• _Required action_: What you need to do is retype every entry exactly as written.

** Opening The data block **

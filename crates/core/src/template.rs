// SPDX-License-Identifier: BUSL-1.1
// Copyright (c) 2026 Alfred Jean LLC

//! Dashboard template and field-spec records

use regex::Regex;
use serde::{Deserialize, Serialize};
use serde_json::Value;
use std::sync::LazyLock;

/// Pattern for stable template ids
// Allow expect here as the regex is compile-time verified to be valid
#[allow(clippy::expect_used)]
pub static TEMPLATE_ID_PATTERN: LazyLock<Regex> = LazyLock::new(|| {
    Regex::new(r"^[a-z0-9][a-z0-9_-]{0,63}$").expect("constant regex pattern is valid")
});

/// Check a candidate template id against the id pattern.
pub fn is_valid_template_id(id: &str) -> bool {
    TEMPLATE_ID_PATTERN.is_match(id)
}

/// A dashboard recipe: base document skeleton plus the fields filled per run.
#[derive(Debug, Clone, Serialize, Deserialize)]
pub struct DashboardTemplate {
    pub id: String,
    pub name: String,
    #[serde(default = "default_true")]
    pub enabled: bool,
    pub schedule: Schedule,
    /// Opaque document skeleton; the pipeline touches it only through
    /// field pointers.
    pub base_dashboard: Value,
    #[serde(default)]
    pub fields: Vec<FieldSpec>,
    /// Free-form context forwarded verbatim to the fill runner.
    #[serde(default, skip_serializing_if = "Option::is_none")]
    pub context: Option<Value>,
    #[serde(default, skip_serializing_if = "Option::is_none")]
    pub run: Option<RunParams>,
}

impl DashboardTemplate {
    /// Effective retry count, falling back to the runtime default.
    pub fn retry_count(&self, default: u32) -> u32 {
        self.run.as_ref().and_then(|r| r.retry_count).unwrap_or(default)
    }

    /// Effective repair attempts (default 1).
    pub fn repair_attempts(&self) -> u32 {
        self.run.as_ref().and_then(|r| r.repair_attempts).unwrap_or(1)
    }
}

/// Interval schedule for a template.
#[derive(Debug, Clone, Serialize, Deserialize)]
pub struct Schedule {
    pub mode: ScheduleMode,
    pub every_minutes: u32,
    pub timezone: String,
}

#[derive(Debug, Clone, Copy, PartialEq, Eq, Serialize, Deserialize)]
#[serde(rename_all = "lowercase")]
pub enum ScheduleMode {
    Interval,
}

/// Per-template run policy overrides.
#[derive(Debug, Clone, Default, Serialize, Deserialize)]
pub struct RunParams {
    #[serde(default, skip_serializing_if = "Option::is_none")]
    pub retry_count: Option<u32>,
    #[serde(default, skip_serializing_if = "Option::is_none")]
    pub repair_attempts: Option<u32>,
}

/// A named hole in the base document, addressed by a JSON pointer.
#[derive(Debug, Clone, Serialize, Deserialize)]
pub struct FieldSpec {
    pub id: String,
    pub pointer: String,
    #[serde(rename = "type")]
    pub field_type: FieldType,
    pub prompt: String,
    #[serde(default = "default_true")]
    pub required: bool,
    #[serde(default, skip_serializing_if = "Option::is_none")]
    pub constraints: Option<FieldConstraints>,
}

#[derive(Debug, Clone, Copy, PartialEq, Eq, Serialize, Deserialize)]
#[serde(rename_all = "lowercase")]
pub enum FieldType {
    String,
    Number,
    Boolean,
    Array,
}

impl std::fmt::Display for FieldType {
    fn fmt(&self, f: &mut std::fmt::Formatter<'_>) -> std::fmt::Result {
        match self {
            FieldType::String => write!(f, "string"),
            FieldType::Number => write!(f, "number"),
            FieldType::Boolean => write!(f, "boolean"),
            FieldType::Array => write!(f, "array"),
        }
    }
}

/// Optional value constraints on a field.
#[derive(Debug, Clone, Default, Serialize, Deserialize)]
pub struct FieldConstraints {
    #[serde(default, skip_serializing_if = "Option::is_none")]
    pub max_len: Option<usize>,
    #[serde(default, skip_serializing_if = "Option::is_none")]
    pub min: Option<f64>,
    #[serde(default, skip_serializing_if = "Option::is_none")]
    pub max: Option<f64>,
    #[serde(default, skip_serializing_if = "Option::is_none")]
    pub min_items: Option<usize>,
    #[serde(default, skip_serializing_if = "Option::is_none")]
    pub max_items: Option<usize>,
    #[serde(default, rename = "enum", skip_serializing_if = "Option::is_none")]
    pub enum_values: Option<Vec<Value>>,
}

fn default_true() -> bool {
    true
}

#[cfg(test)]
#[path = "template_tests.rs"]
mod tests;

** Closing The data block **

• _Output for this task_:
filename crates/core/src/template.rs
// SPDX-License-Identifier: BUSL-1.1
// Copyright (c) 2026 Alfred Jean LLC

//! Dashboard template and field-spec records

use regex::Regex;
use serde::{Deserialize, Serialize};
use serde_json::Value;
use std::sync::LazyLock;

/// Pattern for stable template ids
// Allow expect here as the regex is compile-time verified to be valid
#[allow(clippy::expect_used)]
pub static TEMPLATE_ID_PATTERN: LazyLock<Regex> = LazyLock::new(|| {
    Regex::new(r"^[a-z0-9][a-z0-9_-]{0,63}$").expect("constant regex pattern is valid")
});

/// Check a candidate template id against the id pattern.
pub fn is_valid_template_id(id: &str) -> bool {
    TEMPLATE_ID_PATTERN.is_match(id)
}

/// A dashboard recipe: base document skeleton plus the fields filled per run.
#[derive(Debug, Clone, Serialize, Deserialize)]
pub struct DashboardTemplate {
    pub id: String,
    pub name: String,
    #[serde(default = "default_true")]
    pub enabled: bool,
    pub schedule: Schedule,
    /// Opaque document skeleton; the pipeline touches it only through
    /// field pointers.
    pub base_dashboard: Value,
    #[serde(default)]
    pub fields: Vec<FieldSpec>,
    /// Free-form context forwarded verbatim to the fill runner.
    #[serde(default, skip_serializing_if = "Option::is_none")]
    pub context: Option<Value>,
    #[serde(default, skip_serializing_if = "Option::is_none")]
    pub run: Option<RunParams>,
}

impl DashboardTemplate {
    /// Effective retry count, falling back to the runtime default.
    pub fn retry_count(&self, default: u32) -> u32 {
        self.run.as_ref().and_then(|r| r.retry_count).unwrap_or(default)
    }

    /// Effective repair attempts (default 1).
    pub fn repair_attempts(&self) -> u32 {
        self.run.as_ref().and_then(|r| r.repair_attempts).unwrap_or(1)
    }
}

/// Interval schedule for a template.
#[derive(Debug, Clone, Serialize, Deserialize)]
pub struct Schedule {
    pub mode: ScheduleMode,
    pub every_minutes: u32,
    pub timezone: String,
}

#[derive(Debug, Clone, Copy, PartialEq, Eq, Serialize, Deserialize)]
#[serde(rename_all = "lowercase")]
pub enum ScheduleMode {
    Interval,
}

/// Per-template run policy overrides.
#[derive(Debug, Clone, Default, Serialize, Deserialize)]
pub struct RunParams {
    #[serde(default, skip_serializing_if = "Option::is_none")]
    pub retry_count: Option<u32>,
    #[serde(default, skip_serializing_if = "Option::is_none")]
    pub repair_attempts: Option<u32>,
}

/// A named hole in the base document, addressed by a JSON pointer.
#[derive(Debug, Clone, Serialize, Deserialize)]
pub struct FieldSpec {
    pub id: String,
    pub pointer: String,
    #[serde(rename = "type")]
    pub field_type: FieldType,
    pub prompt: String,
    #[serde(default = "default_true")]
    pub required: bool,
    #[serde(default, skip_serializing_if = "Option::is_none")]
    pub constraints: Option<FieldConstraints>,
}

#[derive(Debug, Clone, Copy, PartialEq, Eq, Serialize, Deserialize)]
#[serde(rename_all = "lowercase")]
pub enum FieldType {
    String,
    Number,
    Boolean,
    Array,
}

impl std::fmt::Display for FieldType {
    fn fmt(&self, f: &mut std::fmt::Formatter<'_>) -> std::fmt::Result {
        match self {
            FieldType::String => write!(f, "string"),
            FieldType::Number => write!(f, "number"),
            FieldType::Boolean => write!(f, "boolean"),
            FieldType::Array => write!(f, "array"),
        }
    }
}

/// Optional value constraints on a field.
#[derive(Debug, Clone, Default, Serialize, Deserialize)]
pub struct FieldConstraints {
    #[serde(default, skip_serializing_if = "Option::is_none")]
    pub max_len: Option<usize>,
    #[serde(default, skip_serializing_if = "Option::is_none")]
    pub min: Option<f64>,
    #[serde(default, skip_serializing_if = "Option::is_none")]
    pub max: Option<f64>,
    #[serde(default, skip_serializing_if = "Option::is_none")]
    pub min_items: Option<usize>,
    #[serde(default, skip_serializing_if = "Option::is_none")]
    pub max_items: Option<usize>,
    #[serde(default, rename = "enum", skip_serializing_if = "Option::is_none")]
    pub enum_values: Option<Vec<Value>>,
}

fn default_true() -> bool {
    true
}

#[cfg(test)]
#[path = "template_tests.rs"]
mod tests;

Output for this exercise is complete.